I was thinking about these matriarchs when I attended a press conference last month for the San Francisco Department of Public Health’s (SFPHD) recently launched “Healthy Hearts” campaign, an effort aimed at helping blacks and Latinos improve their cardiovascular health by incorporating physical activity into their lives.

This campaign, which focuses on people with incomes 200 percent below the federal poverty level, can’t arrive too soon. Heart health markers for blacks and Latinos are horrendous. The Diabetes rate among San Francisco’s black community is 15.8 percent, nearly four times higher than the city average of 4.7 percent. Approximately 40 percent of Latinos are overweight, but only 12 percent report doing regular exercise. These statistics from the San Francisco Health Improvement Partnership clearly show that poverty and bad health go hand in hand.

It’s no secret that everyone wants good health, but many lower income people don’t have the time or financial means to achieve it. Join a gym or feed your family? —the decision for many in impoverished communities is a no brainer.

The Healthy Hearts campaign aims to correct this inequality with “exercise prescriptions,” which will provide free access to neighborhood physical activities through a YMCA membership and other resources.

“It is a matter of social justice,” the SFPHD’s Dr. Tomás Aragón said at a recent press conference.

However, a critical, and possibly overlooked, component for success in a program such as this, will be to establish a cultural connection within these communities. That means understanding the role that food, social gatherings and language play within families, as well as the powerful role of matriarchs in black and Latino communities. If the matriarch can be convinced to adopt more heart-healthy practices, those whom she interacts with, including her extended family and circle of friends, will likely emulate her.
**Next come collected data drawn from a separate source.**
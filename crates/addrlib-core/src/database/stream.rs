use std::io::{self, Read};

/// Little-endian primitive reader over any byte stream.
pub struct StreamReader<R> {
    inner: R,
    position: u64,
}

macro_rules! read_le {
    ($name:ident, $ty:ty) => {
        pub fn $name(&mut self) -> io::Result<$ty> {
            let mut buf = [0u8; std::mem::size_of::<$ty>()];
            self.read_exact(&mut buf)?;
            Ok(<$ty>::from_le_bytes(buf))
        }
    };
}

impl<R: Read> StreamReader<R> {
    pub fn new(inner: R) -> Self {
        Self { inner, position: 0 }
    }

    /// Bytes consumed so far
    pub fn position(&self) -> u64 {
        self.position
    }

    pub fn read_exact(&mut self, buf: &mut [u8]) -> io::Result<()> {
        self.inner.read_exact(buf)?;
        self.position += buf.len() as u64;
        Ok(())
    }

    pub fn read_vec(&mut self, len: usize) -> io::Result<Vec<u8>> {
        let mut buf = vec![0u8; len];
        self.read_exact(&mut buf)?;
        Ok(buf)
    }

    read_le!(read_u8, u8);
    read_le!(read_u16, u16);
    read_le!(read_u32, u32);
    read_le!(read_u64, u64);
    read_le!(read_i32, i32);

    pub fn into_inner(self) -> R {
        self.inner
    }
}

#[cfg(test)]
mod tests {
    use super::*;

    #[test]
    fn test_reads_little_endian() {
        let bytes = [0x01, 0x34, 0x12, 0x78, 0x56, 0x34, 0x12, 0xFF, 0xFF, 0xFF, 0xFF];
        let mut r = StreamReader::new(&bytes[..]);
        assert_eq!(r.read_u8().unwrap(), 0x01);
        assert_eq!(r.read_u16().unwrap(), 0x1234);
        assert_eq!(r.read_u32().unwrap(), 0x1234_5678);
        assert_eq!(r.read_i32().unwrap(), -1);
        assert_eq!(r.position(), 11);
    }

    #[test]
    fn test_short_read_is_eof() {
        let bytes = [0x01, 0x02];
        let mut r = StreamReader::new(&bytes[..]);
        let err = r.read_u32().unwrap_err();
        assert_eq!(err.kind(), io::ErrorKind::UnexpectedEof);
    }
}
But we all know that starting a new health regimen can be an uphill battle. Many black and Latina matriarchs face caregiving responsibilities such as raising grandchildren, helping sick family members and tending to elders with growing health issues. Given this, how is a matriarch, who wants to change her detrimental health habits, going to find the time to do so?

If the SFDPH were willing to use creative strategies that focus on getting matriarchs specific resources, they could also reach the people she influences.
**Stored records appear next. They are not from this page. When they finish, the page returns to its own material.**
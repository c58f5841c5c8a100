//! Host module backed by the current Windows process image.

use std::ffi::c_void;
use std::path::{Path, PathBuf};

use tracing::debug;
use windows::Win32::Storage::FileSystem::{
    GetFileVersionInfoSizeW, GetFileVersionInfoW, VerQueryValueW,
};
use windows::Win32::System::LibraryLoader::{GetModuleFileNameW, GetModuleHandleW};
use windows::core::{HSTRING, PCWSTR};

use super::HostModule;
use crate::error::{Error, Result};
use crate::version::Version;

const PRODUCT_VERSION_KEY: &str = r"\StringFileInfo\040904B0\ProductVersion";

fn win32_error(context: &str, err: windows::core::Error) -> Error {
    Error::Io(std::io::Error::other(format!("{context}: {err}")))
}

/// The executable that started the current process
#[derive(Debug, Clone)]
pub struct CurrentModule {
    base: usize,
    path: PathBuf,
    version: Version,
}

impl CurrentModule {
    pub fn detect() -> Result<Self> {
        // SAFETY: a null name returns the handle of the process executable,
        // which stays loaded for the life of the process.
        let handle = unsafe { GetModuleHandleW(PCWSTR::null()) }
            .map_err(|e| win32_error("GetModuleHandleW", e))?;

        let mut buffer = vec![0u16; 4096];
        // SAFETY: the buffer is writable and its length is passed along.
        let len = unsafe { GetModuleFileNameW(handle, &mut buffer) } as usize;
        if len == 0 {
            return Err(Error::Io(std::io::Error::last_os_error()));
        }
        let path = PathBuf::from(String::from_utf16_lossy(&buffer[..len]));
        let version = file_version(&path)?;
        let base = handle.0 as usize;

        debug!(
            "Host module {} (base: 0x{:X}, version: {})",
            path.display(),
            base,
            version
        );

        Ok(Self {
            base,
            path,
            version,
        })
    }

    pub fn path(&self) -> &Path {
        &self.path
    }
}

impl HostModule for CurrentModule {
    fn base(&self) -> usize {
        self.base
    }

    fn version(&self) -> Version {
        self.version
    }
}

/// Read the `ProductVersion` string resource of `path`.
pub fn file_version(path: &Path) -> Result<Version> {
    let file_name = HSTRING::from(path.as_os_str());

    // SAFETY: the file name is a valid null-terminated wide string.
    let size = unsafe { GetFileVersionInfoSizeW(&file_name, None) };
    if size == 0 {
        return Err(Error::InvalidVersion(format!(
            "no version resource in {}",
            path.display()
        )));
    }

    let mut data = vec![0u8; size as usize];
    // SAFETY: `data` holds `size` writable bytes.
    unsafe { GetFileVersionInfoW(&file_name, 0, size, data.as_mut_ptr().cast::<c_void>()) }
        .map_err(|e| win32_error("GetFileVersionInfoW", e))?;

    let mut value: *mut c_void = std::ptr::null_mut();
    let mut value_len = 0u32;
    let key = HSTRING::from(PRODUCT_VERSION_KEY);
    // SAFETY: `data` is the block filled above; the returned pointer points into it.
    let found = unsafe {
        VerQueryValueW(
            data.as_ptr().cast::<c_void>(),
            &key,
            &mut value,
            &mut value_len,
        )
    };
    if !found.as_bool() || value.is_null() {
        return Err(Error::InvalidVersion(format!(
            "no ProductVersion in {}",
            path.display()
        )));
    }

    // SAFETY: VerQueryValueW reports the string length in UTF-16 units, inside `data`.
    let wide = unsafe { std::slice::from_raw_parts(value.cast::<u16>(), value_len as usize) };
    let text = String::from_utf16_lossy(wide);
    text.trim_end_matches('\0').parse()
}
This could well mean collaborating with caregiver organizations that can provide respite support to free up the matriarch to take a swim or yoga class down the block. Or childcare vouchers so that their grandchildren can enjoy an hour at the YMCA while grandma works out. Or it could even be insuring that there is free childcare at the exercise venues.

These low-cost solutions would provide the resources to help matriarchs overcome obstacles in the way of improving their health. And as the role models in their families, these matriarchs could set a healthy example for others to follow.